AIM OF THE EXERCISE: Find every line in the data that contains the word "offered". Return each of those lines.

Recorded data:
===
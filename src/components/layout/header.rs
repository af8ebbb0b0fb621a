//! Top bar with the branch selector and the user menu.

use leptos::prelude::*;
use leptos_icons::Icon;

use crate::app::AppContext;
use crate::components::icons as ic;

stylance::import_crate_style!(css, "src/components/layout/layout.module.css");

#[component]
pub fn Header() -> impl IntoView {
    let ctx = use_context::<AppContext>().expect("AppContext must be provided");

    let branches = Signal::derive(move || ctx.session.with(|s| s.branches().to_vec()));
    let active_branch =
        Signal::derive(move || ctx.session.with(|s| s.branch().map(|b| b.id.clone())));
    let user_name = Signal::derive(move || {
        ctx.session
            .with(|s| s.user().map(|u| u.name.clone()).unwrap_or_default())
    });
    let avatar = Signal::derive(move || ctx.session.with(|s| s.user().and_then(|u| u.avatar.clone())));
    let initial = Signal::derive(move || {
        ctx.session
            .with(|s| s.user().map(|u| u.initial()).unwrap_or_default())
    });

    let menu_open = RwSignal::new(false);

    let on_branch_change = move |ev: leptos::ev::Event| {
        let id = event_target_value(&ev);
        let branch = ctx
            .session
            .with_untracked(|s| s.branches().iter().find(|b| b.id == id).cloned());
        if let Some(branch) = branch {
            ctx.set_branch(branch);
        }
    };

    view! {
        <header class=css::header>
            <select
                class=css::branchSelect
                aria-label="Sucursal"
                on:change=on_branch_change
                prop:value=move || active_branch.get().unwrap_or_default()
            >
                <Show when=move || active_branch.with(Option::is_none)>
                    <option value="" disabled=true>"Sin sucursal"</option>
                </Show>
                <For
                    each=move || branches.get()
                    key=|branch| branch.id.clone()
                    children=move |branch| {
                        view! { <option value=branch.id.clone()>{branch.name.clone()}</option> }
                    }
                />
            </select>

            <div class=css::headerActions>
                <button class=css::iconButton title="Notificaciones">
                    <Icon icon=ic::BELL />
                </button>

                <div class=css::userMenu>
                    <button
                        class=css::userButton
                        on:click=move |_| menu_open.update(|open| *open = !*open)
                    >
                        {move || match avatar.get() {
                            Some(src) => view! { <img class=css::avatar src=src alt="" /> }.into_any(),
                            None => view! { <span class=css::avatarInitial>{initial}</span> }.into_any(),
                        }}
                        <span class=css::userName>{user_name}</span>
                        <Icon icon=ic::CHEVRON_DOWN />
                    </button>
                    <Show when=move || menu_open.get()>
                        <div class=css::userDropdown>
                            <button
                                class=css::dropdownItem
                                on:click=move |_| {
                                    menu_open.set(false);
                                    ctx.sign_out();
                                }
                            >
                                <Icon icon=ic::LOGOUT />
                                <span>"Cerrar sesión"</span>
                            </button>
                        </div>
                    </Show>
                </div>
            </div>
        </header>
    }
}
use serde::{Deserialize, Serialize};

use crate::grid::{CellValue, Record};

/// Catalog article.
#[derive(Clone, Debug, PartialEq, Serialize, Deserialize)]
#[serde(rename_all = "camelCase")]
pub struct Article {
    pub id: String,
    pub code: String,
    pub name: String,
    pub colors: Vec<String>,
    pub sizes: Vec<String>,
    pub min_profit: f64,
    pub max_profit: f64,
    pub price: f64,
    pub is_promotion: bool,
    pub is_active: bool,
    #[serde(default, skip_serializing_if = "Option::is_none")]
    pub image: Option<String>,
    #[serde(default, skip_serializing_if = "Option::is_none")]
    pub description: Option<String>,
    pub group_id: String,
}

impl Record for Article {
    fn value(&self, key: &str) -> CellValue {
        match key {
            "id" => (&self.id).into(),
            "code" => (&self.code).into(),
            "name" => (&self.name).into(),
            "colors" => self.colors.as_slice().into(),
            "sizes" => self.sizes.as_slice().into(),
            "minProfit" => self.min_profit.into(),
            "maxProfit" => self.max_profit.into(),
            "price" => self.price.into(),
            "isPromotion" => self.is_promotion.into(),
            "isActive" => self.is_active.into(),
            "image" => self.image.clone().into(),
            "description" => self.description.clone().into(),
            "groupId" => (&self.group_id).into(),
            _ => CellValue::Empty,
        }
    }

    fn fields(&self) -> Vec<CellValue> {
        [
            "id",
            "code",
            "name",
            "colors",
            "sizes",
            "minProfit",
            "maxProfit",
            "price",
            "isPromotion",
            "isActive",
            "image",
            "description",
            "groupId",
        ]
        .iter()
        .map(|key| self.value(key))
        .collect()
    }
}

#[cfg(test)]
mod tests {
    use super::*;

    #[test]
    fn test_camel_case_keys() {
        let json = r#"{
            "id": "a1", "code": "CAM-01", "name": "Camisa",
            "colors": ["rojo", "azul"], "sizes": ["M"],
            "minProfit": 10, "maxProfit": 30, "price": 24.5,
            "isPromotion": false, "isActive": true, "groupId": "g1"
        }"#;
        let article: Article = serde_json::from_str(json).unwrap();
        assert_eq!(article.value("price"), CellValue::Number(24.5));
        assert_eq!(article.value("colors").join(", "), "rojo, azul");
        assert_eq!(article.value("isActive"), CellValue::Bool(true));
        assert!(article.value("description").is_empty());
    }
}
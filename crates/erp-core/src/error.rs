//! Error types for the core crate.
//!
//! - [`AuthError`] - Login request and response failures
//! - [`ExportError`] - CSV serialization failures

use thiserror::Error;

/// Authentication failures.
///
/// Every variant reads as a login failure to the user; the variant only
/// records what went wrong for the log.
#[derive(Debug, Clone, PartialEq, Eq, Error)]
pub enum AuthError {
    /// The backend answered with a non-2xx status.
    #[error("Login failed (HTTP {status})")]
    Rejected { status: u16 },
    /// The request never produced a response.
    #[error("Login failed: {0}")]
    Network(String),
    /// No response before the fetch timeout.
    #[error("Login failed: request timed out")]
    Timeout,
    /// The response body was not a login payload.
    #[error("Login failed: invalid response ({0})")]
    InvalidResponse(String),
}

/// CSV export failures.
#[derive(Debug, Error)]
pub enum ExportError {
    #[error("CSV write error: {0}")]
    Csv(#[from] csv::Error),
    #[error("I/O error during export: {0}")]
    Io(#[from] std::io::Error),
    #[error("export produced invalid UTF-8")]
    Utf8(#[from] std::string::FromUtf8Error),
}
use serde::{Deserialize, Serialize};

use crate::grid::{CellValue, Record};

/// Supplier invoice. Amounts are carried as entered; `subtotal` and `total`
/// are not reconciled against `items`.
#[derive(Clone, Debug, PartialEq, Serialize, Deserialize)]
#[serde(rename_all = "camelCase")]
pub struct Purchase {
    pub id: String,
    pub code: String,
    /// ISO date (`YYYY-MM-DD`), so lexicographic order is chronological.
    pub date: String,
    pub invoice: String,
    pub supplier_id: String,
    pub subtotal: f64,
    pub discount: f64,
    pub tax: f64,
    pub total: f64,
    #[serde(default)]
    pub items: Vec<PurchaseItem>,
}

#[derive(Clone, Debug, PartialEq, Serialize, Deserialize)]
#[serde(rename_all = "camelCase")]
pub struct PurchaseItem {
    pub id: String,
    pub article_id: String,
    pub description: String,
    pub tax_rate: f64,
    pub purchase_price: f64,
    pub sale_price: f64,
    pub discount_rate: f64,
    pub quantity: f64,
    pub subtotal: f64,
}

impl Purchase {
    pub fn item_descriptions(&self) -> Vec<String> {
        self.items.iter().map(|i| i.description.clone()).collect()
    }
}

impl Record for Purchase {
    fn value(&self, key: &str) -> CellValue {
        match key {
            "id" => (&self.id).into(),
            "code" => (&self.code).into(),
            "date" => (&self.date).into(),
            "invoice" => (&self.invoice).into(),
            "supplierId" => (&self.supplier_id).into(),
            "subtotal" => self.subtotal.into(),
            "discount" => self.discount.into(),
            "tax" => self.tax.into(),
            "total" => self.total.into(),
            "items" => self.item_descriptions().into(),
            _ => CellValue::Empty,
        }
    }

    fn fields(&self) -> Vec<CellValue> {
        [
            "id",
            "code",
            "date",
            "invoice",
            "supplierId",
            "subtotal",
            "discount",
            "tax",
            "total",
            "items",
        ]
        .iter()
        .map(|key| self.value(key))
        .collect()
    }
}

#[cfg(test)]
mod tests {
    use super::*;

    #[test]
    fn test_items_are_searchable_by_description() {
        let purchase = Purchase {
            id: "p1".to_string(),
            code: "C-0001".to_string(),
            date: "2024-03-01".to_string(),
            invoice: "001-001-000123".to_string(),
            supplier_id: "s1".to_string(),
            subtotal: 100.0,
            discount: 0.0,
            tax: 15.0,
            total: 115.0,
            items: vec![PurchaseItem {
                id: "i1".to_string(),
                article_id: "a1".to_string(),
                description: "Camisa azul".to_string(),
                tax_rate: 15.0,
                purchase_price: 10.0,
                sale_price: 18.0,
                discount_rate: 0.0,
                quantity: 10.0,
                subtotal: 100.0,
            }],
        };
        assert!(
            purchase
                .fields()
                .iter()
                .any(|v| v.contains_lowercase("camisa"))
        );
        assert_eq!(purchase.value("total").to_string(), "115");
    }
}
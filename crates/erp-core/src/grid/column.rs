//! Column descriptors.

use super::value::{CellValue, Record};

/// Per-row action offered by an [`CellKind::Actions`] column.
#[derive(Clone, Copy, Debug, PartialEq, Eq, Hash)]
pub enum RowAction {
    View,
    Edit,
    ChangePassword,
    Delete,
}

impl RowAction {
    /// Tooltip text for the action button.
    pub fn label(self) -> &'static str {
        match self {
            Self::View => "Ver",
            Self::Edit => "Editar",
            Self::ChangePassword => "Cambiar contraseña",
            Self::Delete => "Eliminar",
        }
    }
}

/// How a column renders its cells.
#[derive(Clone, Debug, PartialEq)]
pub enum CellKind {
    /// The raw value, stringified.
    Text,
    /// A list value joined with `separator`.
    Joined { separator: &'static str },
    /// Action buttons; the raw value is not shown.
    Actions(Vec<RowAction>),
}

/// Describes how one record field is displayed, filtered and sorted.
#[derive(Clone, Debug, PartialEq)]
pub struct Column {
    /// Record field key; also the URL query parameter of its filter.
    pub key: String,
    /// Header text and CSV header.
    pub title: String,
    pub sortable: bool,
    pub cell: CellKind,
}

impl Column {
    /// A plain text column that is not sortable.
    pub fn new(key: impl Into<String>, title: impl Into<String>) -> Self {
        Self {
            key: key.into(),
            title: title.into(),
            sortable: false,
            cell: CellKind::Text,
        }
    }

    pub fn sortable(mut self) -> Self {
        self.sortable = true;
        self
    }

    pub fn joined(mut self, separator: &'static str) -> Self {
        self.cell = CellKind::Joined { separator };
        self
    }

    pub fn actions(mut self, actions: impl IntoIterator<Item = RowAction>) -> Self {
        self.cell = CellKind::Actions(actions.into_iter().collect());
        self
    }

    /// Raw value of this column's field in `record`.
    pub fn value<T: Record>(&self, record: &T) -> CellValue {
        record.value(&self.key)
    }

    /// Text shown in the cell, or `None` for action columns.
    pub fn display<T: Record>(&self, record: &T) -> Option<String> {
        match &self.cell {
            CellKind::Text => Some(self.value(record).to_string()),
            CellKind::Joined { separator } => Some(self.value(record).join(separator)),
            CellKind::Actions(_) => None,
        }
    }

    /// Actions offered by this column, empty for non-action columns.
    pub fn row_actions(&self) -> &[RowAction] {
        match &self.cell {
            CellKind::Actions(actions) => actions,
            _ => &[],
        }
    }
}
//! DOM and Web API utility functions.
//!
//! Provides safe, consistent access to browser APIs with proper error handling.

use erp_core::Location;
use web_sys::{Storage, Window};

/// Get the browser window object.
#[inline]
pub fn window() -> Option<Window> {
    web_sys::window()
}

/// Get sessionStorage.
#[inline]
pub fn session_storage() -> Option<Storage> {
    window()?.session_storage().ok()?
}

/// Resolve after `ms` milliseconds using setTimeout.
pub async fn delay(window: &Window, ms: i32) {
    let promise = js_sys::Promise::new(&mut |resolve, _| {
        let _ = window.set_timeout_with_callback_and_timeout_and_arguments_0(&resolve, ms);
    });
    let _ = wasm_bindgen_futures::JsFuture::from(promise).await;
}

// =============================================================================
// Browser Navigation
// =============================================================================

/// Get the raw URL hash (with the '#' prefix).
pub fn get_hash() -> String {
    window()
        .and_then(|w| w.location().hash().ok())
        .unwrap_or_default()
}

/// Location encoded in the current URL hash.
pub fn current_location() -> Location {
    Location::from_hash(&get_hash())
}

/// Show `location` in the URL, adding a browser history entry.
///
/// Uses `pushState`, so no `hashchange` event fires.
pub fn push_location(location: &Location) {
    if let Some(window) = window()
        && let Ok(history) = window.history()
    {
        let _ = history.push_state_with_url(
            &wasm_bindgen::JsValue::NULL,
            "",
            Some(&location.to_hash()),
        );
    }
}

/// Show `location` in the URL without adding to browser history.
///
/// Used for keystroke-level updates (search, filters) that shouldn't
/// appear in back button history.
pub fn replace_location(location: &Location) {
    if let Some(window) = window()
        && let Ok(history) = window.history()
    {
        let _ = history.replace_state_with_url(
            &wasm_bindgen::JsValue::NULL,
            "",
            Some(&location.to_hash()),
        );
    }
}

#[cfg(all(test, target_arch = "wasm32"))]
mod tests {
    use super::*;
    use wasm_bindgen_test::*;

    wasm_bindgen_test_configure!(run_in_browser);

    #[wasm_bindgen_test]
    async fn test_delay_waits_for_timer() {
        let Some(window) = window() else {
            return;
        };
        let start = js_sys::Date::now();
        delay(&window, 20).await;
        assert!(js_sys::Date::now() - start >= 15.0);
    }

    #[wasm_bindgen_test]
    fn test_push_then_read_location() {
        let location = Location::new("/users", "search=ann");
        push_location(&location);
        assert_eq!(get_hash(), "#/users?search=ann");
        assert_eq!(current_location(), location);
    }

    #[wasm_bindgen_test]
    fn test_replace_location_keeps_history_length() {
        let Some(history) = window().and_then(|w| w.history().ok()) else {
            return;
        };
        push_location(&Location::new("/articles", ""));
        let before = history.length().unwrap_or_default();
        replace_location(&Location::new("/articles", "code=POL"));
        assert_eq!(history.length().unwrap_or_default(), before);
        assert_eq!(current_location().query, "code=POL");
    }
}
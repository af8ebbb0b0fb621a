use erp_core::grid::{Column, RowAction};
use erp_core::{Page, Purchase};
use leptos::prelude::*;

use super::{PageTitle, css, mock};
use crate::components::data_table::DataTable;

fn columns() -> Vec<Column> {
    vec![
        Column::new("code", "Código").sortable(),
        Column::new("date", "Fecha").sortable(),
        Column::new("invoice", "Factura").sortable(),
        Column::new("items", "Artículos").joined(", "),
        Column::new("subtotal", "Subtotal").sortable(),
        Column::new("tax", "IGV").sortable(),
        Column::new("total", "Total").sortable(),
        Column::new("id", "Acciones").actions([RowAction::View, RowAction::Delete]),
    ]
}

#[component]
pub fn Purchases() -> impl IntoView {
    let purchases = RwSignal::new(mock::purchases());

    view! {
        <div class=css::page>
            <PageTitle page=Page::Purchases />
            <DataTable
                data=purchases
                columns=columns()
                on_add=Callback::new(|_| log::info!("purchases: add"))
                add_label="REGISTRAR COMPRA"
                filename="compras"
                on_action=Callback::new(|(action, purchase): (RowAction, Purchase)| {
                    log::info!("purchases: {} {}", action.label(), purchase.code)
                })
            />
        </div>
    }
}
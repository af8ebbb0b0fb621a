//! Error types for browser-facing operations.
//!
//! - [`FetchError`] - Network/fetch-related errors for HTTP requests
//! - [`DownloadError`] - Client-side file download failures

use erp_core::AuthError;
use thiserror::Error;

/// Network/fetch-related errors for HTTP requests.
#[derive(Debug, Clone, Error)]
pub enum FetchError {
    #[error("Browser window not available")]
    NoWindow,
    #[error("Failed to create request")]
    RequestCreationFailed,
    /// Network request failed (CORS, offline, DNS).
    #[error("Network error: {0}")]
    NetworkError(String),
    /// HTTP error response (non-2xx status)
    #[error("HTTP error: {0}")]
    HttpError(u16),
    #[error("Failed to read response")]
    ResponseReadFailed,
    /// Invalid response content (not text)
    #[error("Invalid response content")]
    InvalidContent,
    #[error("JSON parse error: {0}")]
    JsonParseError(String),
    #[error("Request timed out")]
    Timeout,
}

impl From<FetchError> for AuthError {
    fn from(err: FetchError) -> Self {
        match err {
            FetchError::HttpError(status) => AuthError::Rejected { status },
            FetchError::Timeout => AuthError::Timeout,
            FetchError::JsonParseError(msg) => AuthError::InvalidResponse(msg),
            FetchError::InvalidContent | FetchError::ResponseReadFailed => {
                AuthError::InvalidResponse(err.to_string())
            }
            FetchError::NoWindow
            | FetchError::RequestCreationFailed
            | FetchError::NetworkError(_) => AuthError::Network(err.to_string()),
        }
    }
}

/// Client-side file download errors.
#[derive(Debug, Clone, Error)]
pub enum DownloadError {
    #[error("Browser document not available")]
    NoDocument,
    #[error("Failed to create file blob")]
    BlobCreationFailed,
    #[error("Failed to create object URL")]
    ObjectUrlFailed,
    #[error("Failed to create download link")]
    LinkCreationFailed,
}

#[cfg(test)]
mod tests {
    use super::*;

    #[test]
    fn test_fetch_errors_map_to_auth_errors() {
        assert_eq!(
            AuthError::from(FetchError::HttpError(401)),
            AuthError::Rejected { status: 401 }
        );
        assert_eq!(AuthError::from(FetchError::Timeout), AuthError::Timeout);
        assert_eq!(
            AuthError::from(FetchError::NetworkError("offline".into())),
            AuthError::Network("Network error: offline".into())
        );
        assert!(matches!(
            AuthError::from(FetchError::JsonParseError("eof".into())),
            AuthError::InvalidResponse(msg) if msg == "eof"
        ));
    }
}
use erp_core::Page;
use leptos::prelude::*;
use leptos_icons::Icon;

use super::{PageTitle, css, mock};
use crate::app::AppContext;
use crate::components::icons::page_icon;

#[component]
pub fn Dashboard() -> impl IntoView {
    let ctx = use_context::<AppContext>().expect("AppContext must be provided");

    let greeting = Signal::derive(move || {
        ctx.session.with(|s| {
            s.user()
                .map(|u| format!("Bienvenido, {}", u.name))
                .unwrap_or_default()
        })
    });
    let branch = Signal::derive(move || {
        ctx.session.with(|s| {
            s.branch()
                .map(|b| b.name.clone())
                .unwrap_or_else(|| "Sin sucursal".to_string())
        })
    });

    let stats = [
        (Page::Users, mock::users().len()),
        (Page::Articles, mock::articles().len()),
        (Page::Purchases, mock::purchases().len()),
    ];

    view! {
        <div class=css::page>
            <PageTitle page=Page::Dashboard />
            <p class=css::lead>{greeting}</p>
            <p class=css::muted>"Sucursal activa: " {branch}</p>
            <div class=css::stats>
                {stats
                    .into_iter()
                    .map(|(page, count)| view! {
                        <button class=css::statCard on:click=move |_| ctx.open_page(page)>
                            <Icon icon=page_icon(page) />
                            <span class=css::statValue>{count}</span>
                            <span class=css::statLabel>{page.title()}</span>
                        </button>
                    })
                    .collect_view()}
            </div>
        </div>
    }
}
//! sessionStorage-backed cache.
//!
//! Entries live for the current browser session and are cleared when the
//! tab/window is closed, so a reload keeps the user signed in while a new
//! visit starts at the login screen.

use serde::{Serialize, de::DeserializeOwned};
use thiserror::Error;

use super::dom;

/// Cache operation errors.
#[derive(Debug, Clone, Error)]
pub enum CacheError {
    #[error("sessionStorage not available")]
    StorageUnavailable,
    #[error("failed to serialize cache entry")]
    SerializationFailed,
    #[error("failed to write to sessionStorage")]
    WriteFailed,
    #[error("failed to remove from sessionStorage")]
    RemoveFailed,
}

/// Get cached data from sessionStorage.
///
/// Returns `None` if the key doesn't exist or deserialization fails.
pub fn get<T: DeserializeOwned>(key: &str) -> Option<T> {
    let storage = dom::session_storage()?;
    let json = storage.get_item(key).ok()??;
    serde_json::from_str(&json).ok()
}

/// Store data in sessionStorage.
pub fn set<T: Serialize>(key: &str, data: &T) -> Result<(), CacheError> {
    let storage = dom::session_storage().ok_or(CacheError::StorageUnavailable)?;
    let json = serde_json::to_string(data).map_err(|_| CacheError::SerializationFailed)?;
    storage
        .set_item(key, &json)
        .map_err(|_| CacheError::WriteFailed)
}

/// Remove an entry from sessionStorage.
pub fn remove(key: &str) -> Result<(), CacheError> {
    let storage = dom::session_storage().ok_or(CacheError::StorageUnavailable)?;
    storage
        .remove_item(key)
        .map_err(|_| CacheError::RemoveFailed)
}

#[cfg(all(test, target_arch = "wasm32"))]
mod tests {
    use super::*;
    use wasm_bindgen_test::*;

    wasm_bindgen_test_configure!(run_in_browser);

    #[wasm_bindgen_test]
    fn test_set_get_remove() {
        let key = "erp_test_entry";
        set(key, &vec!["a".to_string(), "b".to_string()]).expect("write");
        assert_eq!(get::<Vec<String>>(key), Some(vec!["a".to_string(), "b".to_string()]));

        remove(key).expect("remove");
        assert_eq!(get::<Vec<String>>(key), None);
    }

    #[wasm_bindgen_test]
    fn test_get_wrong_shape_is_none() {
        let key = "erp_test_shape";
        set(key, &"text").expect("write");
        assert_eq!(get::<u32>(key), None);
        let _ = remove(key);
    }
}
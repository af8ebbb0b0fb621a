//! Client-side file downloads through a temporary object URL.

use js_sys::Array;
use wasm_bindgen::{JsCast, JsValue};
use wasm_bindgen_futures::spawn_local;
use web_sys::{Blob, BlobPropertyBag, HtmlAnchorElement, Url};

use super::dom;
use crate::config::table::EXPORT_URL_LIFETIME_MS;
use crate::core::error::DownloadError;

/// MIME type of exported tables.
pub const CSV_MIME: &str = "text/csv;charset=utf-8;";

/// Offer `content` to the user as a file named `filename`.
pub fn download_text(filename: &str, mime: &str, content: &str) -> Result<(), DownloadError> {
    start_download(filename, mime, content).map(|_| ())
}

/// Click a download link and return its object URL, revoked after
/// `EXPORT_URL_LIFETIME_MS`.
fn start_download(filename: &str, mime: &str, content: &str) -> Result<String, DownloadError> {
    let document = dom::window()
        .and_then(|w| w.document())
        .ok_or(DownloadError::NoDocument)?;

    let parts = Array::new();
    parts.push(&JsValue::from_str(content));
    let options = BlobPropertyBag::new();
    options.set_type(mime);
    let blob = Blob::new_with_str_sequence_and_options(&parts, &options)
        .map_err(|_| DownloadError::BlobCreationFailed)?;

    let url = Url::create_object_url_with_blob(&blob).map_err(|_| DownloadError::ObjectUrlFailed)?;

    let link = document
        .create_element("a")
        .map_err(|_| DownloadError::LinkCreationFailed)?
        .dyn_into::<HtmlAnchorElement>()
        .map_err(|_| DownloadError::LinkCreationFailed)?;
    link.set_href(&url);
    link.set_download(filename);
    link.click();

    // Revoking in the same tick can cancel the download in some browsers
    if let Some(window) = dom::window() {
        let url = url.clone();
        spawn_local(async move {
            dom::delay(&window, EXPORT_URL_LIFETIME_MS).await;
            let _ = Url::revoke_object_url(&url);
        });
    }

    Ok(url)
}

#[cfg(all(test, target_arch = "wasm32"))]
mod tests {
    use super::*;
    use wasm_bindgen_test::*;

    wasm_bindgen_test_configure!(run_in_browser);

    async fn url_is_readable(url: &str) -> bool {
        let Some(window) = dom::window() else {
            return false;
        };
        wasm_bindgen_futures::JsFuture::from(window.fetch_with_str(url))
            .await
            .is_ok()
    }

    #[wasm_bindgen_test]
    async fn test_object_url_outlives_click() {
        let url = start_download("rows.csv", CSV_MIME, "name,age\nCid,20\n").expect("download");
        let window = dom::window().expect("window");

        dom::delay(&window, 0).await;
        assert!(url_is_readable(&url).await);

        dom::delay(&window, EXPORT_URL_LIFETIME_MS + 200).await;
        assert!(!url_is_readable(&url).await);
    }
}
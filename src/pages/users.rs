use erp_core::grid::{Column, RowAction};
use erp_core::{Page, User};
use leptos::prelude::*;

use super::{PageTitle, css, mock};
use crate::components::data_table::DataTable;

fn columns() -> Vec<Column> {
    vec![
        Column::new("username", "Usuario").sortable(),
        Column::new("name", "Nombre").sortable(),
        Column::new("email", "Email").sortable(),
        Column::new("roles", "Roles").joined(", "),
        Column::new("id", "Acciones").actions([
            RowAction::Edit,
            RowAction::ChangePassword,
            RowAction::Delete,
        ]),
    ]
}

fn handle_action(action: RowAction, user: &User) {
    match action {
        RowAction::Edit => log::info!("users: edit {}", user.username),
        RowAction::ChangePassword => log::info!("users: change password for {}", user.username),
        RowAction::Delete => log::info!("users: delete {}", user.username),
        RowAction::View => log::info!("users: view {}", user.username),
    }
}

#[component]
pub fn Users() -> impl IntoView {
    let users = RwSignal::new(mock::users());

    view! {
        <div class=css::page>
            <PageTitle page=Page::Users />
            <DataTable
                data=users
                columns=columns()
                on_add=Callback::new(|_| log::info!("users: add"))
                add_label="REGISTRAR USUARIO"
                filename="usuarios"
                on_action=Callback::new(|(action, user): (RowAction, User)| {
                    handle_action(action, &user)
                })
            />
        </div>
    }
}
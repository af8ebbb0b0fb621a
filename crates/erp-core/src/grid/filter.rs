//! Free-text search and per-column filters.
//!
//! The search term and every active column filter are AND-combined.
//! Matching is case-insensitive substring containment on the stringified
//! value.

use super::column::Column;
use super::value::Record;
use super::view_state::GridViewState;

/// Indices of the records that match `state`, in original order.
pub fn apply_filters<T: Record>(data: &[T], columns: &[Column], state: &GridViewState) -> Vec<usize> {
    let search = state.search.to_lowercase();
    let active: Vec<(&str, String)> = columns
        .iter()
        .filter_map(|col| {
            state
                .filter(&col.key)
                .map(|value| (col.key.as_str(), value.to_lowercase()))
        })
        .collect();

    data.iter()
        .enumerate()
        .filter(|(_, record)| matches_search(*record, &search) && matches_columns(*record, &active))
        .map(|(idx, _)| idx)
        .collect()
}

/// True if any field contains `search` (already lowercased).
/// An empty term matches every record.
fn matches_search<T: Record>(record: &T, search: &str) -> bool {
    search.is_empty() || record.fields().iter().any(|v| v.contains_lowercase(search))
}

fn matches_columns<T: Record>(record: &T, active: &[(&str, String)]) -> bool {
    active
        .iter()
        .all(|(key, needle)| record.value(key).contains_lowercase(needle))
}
===
TASK OUTPUT:
/// Per-row action offered by an [`CellKind::Actions`] column.
    /// Actions offered by this column, empty for non-action columns.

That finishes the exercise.